L’ancien journal populaire devenu porte-voix des antivax, France-Soir, a ainsi engrangé 40 000 euros de dons en août 2021, et 200 000 euros en septembre 2021, avant que les montants collectés ne cessent d’être publics. De combien sont-ils aujourd’hui ? Interrogé, le directeur de la publication, Xavier Azalbert, récuse le qualificatif de média complotiste, et renvoie à l’existence d’une procédure qu’il a intentée contre Le Monde pour « dénigrement ». Son site continue de faire appel aux dons de soutien pour financer sa « recherche de la vérité », en soulignant qu’ils sont en partie défiscalisés.
Le recours aux dons est, aussi, une manière de contourner la chute des revenus publicitaires. Selon une analyse du Global Disinformation Index, le chiffre d’affaires des vingt mille plus gros sites de désinformation américains s’élevait, en 2019, à 235 millions de dollars (235 millions d’euros). Depuis, le robinet a été en partie coupé. En 2021, Google a restreint l’accès à ses outils de publicité en ligne à 1,7 milliard de pages d’éditeurs de sites jugés problématiques, dont France-Soir, qui a perdu début septembreson procès contre la plate-forme. D’autres entreprises sont cependant moins regardantes. Des plates-formes de recommandations de liens, comme Outbrain – également présentes sur le site du Monde –, continuent d’offrir leurs services à France-Soir.

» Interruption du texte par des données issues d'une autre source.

//! Decision persistence
//!
//! [`PersistenceGateway`] is the only writer of `government_decisions`.
//! Records are keyed by `decision_key` (UNIQUE) and written in batches, one
//! transaction per batch.
//!
//! # Outcomes
//! - no row for the key → `Inserted`
//! - row written earlier in this run → `RejectedDuplicate`
//! - row with the same content hash → `RejectedDuplicate` (nothing rewritten)
//! - otherwise → `Updated` (enrichment fields replaced, identity unchanged)
//! - INSERT hitting the UNIQUE constraint → `RejectedDuplicate`
//!
//! Transient storage failures (lock contention, pool timeouts, I/O) abort and
//! retry the whole batch with backoff; when the retry window runs out every
//! record of the batch is `Deferred`. Any other per-record failure defers only
//! that record.

use crate::models::{CandidateOutcome, DeferReason};
use crate::types::{Classification, DecisionKey, EnrichedRecord};
use crate::utils::retry_transient;
use chrono::NaiveDate;
use govsync_common::config::TomlConfig;
use govsync_common::{Error, Result};
use sha2::{Digest, Sha256};
use sqlx::{Row, Sqlite, SqlitePool, Transaction};
use std::collections::HashSet;
use tracing::{debug, info, warn};
use uuid::Uuid;

/// Separator for label lists stored in a single column
pub const LABEL_SEPARATOR: &str = "; ";

/// Result of a successful upsert
#[derive(Debug, Clone, Copy, PartialEq, Eq)]
pub enum UpsertOutcome {
    Inserted,
    Updated,
    RejectedDuplicate,
}

impl From<UpsertOutcome> for CandidateOutcome {
    fn from(outcome: UpsertOutcome) -> Self {
        match outcome {
            UpsertOutcome::Inserted => CandidateOutcome::Inserted,
            UpsertOutcome::Updated => CandidateOutcome::Updated,
            UpsertOutcome::RejectedDuplicate => CandidateOutcome::RejectedDuplicate,
        }
    }
}

/// Gateway settings for one run
#[derive(Debug, Clone)]
pub struct GatewaySettings {
    pub batch_size: usize,
    pub max_lock_wait_ms: u64,
    pub date_format: String,
    /// Classify outcomes without writing
    pub dry_run: bool,
}

impl GatewaySettings {
    pub fn from_config(config: &TomlConfig, dry_run: bool) -> Self {
        Self {
            batch_size: config.persistence.batch_size.max(1),
            max_lock_wait_ms: config.database.max_lock_wait_ms,
            date_format: config.validation.storage_date_format.clone(),
            dry_run,
        }
    }
}

impl Default for GatewaySettings {
    fn default() -> Self {
        Self::from_config(&TomlConfig::default(), false)
    }
}

/// Column values for one record, prepared before touching the database
#[derive(Debug, Clone)]
struct PreparedRecord {
    key: DecisionKey,
    decision_key: String,
    government_number: i64,
    decision_number: i64,
    decision_suffix: Option<String>,
    decision_date: String,
    title: String,
    content: String,
    committee: Option<String>,
    source_url: Option<String>,
    summary: String,
    operativity: Option<String>,
    tags_policy_area: String,
    tags_government_body: String,
    tags_location: String,
    all_tags: String,
    content_hash: String,
}

impl PreparedRecord {
    fn new(record: &EnrichedRecord, date_format: &str) -> Self {
        Self {
            key: record.key,
            decision_key: record.key.to_string(),
            government_number: i64::from(record.key.government),
            decision_number: i64::from(record.key.number),
            decision_suffix: record.key.suffix.map(String::from),
            decision_date: record.date.format(date_format).to_string(),
            title: record.title.clone(),
            content: record.body.clone(),
            committee: record.committee.clone(),
            source_url: record.url.clone(),
            summary: record.summary.clone(),
            operativity: record.classification.map(|c| c.hebrew_label().to_string()),
            tags_policy_area: record.policy_areas.join(LABEL_SEPARATOR),
            tags_government_body: record.government_bodies.join(LABEL_SEPARATOR),
            tags_location: record.locations.join(LABEL_SEPARATOR),
            all_tags: record.all_tags.join(LABEL_SEPARATOR),
            content_hash: content_hash(record),
        }
    }
}

/// SHA-256 over every stored field of a record
pub fn content_hash(record: &EnrichedRecord) -> String {
    const UNIT: &[u8] = b"\x1f";
    let mut hasher = Sha256::new();
    let classification = record.classification.map(|c| c.as_str()).unwrap_or("");
    let date = record.date.to_string();
    let key = record.key.to_string();
    let policy_areas = record.policy_areas.join("\x1e");
    let government_bodies = record.government_bodies.join("\x1e");
    let locations = record.locations.join("\x1e");
    let all_tags = record.all_tags.join("\x1e");
    let fields: [&str; 12] = [
        key.as_str(),
        date.as_str(),
        record.title.as_str(),
        record.body.as_str(),
        record.committee.as_deref().unwrap_or(""),
        record.url.as_deref().unwrap_or(""),
        record.summary.as_str(),
        classification,
        policy_areas.as_str(),
        government_bodies.as_str(),
        locations.as_str(),
        all_tags.as_str(),
    ];
    for field in fields {
        hasher.update(field.as_bytes());
        hasher.update(UNIT);
    }
    format!("{:x}", hasher.finalize())
}

/// Existing row summary used to classify an upsert
struct ExistingRow {
    run_id: String,
    content_hash: String,
}

/// Batched, idempotent writer for enriched records
pub struct PersistenceGateway {
    pool: SqlitePool,
    run_id: Uuid,
    settings: GatewaySettings,
    /// Keys persisted (or, in dry runs, classified) during this run
    seen: HashSet<DecisionKey>,
}

impl PersistenceGateway {
    pub fn new(pool: SqlitePool, run_id: Uuid, settings: GatewaySettings) -> Self {
        Self {
            pool,
            run_id,
            settings,
            seen: HashSet::new(),
        }
    }

    pub fn batch_size(&self) -> usize {
        self.settings.batch_size
    }

    pub fn is_dry_run(&self) -> bool {
        self.settings.dry_run
    }

    /// Upsert a single record
    ///
    /// Errors (including exhausted lock retries) are returned to the caller.
    pub async fn upsert(&mut self, record: &EnrichedRecord) -> Result<UpsertOutcome> {
        let outcomes = self.write(std::slice::from_ref(record)).await?;
        match outcomes.into_iter().next() {
            Some(Ok(outcome)) => Ok(outcome),
            Some(Err(message)) => Err(Error::Internal(message)),
            None => Err(Error::Internal("Upsert produced no outcome".to_string())),
        }
    }

    /// Upsert records in batches of `batch_size`; one outcome per input, in order
    pub async fn upsert_batch(&mut self, records: &[EnrichedRecord]) -> Vec<CandidateOutcome> {
        let mut outcomes = Vec::with_capacity(records.len());

        for batch in records.chunks(self.settings.batch_size.max(1)) {
            match self.write(batch).await {
                Ok(results) => {
                    outcomes.extend(results.into_iter().map(|r| match r {
                        Ok(outcome) => outcome.into(),
                        Err(error) => CandidateOutcome::Deferred(DeferReason::Store { error }),
                    }));
                }
                Err(e) if e.is_lock_contention() => {
                    warn!(
                        run_id = %self.run_id,
                        records = batch.len(),
                        "Write batch deferred: database stayed locked"
                    );
                    outcomes.extend(
                        batch
                            .iter()
                            .map(|_| CandidateOutcome::Deferred(DeferReason::StoreContention)),
                    );
                }
                Err(e) => {
                    warn!(
                        run_id = %self.run_id,
                        records = batch.len(),
                        error = %e,
                        "Write batch deferred"
                    );
                    let error = e.to_string();
                    outcomes.extend(batch.iter().map(|_| {
                        CandidateOutcome::Deferred(DeferReason::Store {
                            error: error.clone(),
                        })
                    }));
                }
            }
        }

        outcomes
    }

    /// Write one batch; `Err` only for batch-level failures
    async fn write(
        &mut self,
        batch: &[EnrichedRecord],
    ) -> Result<Vec<std::result::Result<UpsertOutcome, String>>> {
        let prepared: Vec<PreparedRecord> = batch
            .iter()
            .map(|r| PreparedRecord::new(r, &self.settings.date_format))
            .collect();

        let results = if self.settings.dry_run {
            self.classify_batch(&prepared).await?
        } else {
            let seen = &self.seen;
            let pool = &self.pool;
            let run_id = self.run_id.to_string();
            retry_transient("upsert decision batch", self.settings.max_lock_wait_ms, || {
                write_batch(pool, &run_id, seen, &prepared)
            })
            .await?
        };

        for (record, result) in prepared.iter().zip(&results) {
            match result {
                Ok(outcome) => {
                    self.seen.insert(record.key);
                    match outcome {
                        UpsertOutcome::RejectedDuplicate => info!(
                            decision_key = %record.decision_key,
                            run_id = %self.run_id,
                            "Duplicate rejected"
                        ),
                        _ => debug!(
                            decision_key = %record.decision_key,
                            outcome = ?outcome,
                            "Record persisted"
                        ),
                    }
                }
                Err(error) => warn!(
                    decision_key = %record.decision_key,
                    error = %error,
                    "Record write failed"
                ),
            }
        }

        Ok(results)
    }

    /// Dry run: same classification as a real write, read-only
    async fn classify_batch(
        &self,
        prepared: &[PreparedRecord],
    ) -> Result<Vec<std::result::Result<UpsertOutcome, String>>> {
        let mut in_batch: HashSet<DecisionKey> = HashSet::new();
        let mut results = Vec::with_capacity(prepared.len());

        for record in prepared {
            if self.seen.contains(&record.key) || !in_batch.insert(record.key) {
                results.push(Ok(UpsertOutcome::RejectedDuplicate));
                continue;
            }
            let existing = fetch_existing(&self.pool, &record.decision_key).await?;
            let outcome = match existing {
                None => UpsertOutcome::Inserted,
                Some(row) if row.content_hash == record.content_hash => {
                    UpsertOutcome::RejectedDuplicate
                }
                Some(_) => UpsertOutcome::Updated,
            };
            results.push(Ok(outcome));
        }

        Ok(results)
    }
}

« Je ne fais pas ça pour l’argent »
Plusieurs activistes ont aussi été frappés au portefeuille. Léonard Sojli, qui, à travers la chaîne des DéQodeurs, a été l’un des principaux exportateurs des théories QAnon en France, a été confronté début septembre à la fermeture du compte PayPal de son site – soit une baisse immédiate de 40 % de rentrées financières. « Je ne fais pas ça pour l’argent. Je préfère finir dans la rue et manger des cailloux, mais je n’arrêterai pas », jure-t-il.
Pour l’instant, M. Sojli compose avec un butin de quelques milliers d’euros de dons par mois, qui, détaille-t-il, lui servent à payer le serveur informatique (ils ont été chassés de la plupart des plates-formes d’hébergement), un webmaster, un traducteur, dépanner ponctuellement des membres de la communauté, et payer ses propres factures. Il ne lui resterait que quelques centaines d’euros par mois, de quoi « survivre », assure-t-il.
Mise à jour le 16 septembre 2022 à 13 h 35 : correction de la date à laquelle l’étalon-or a été abandonné par les Etats-Unis.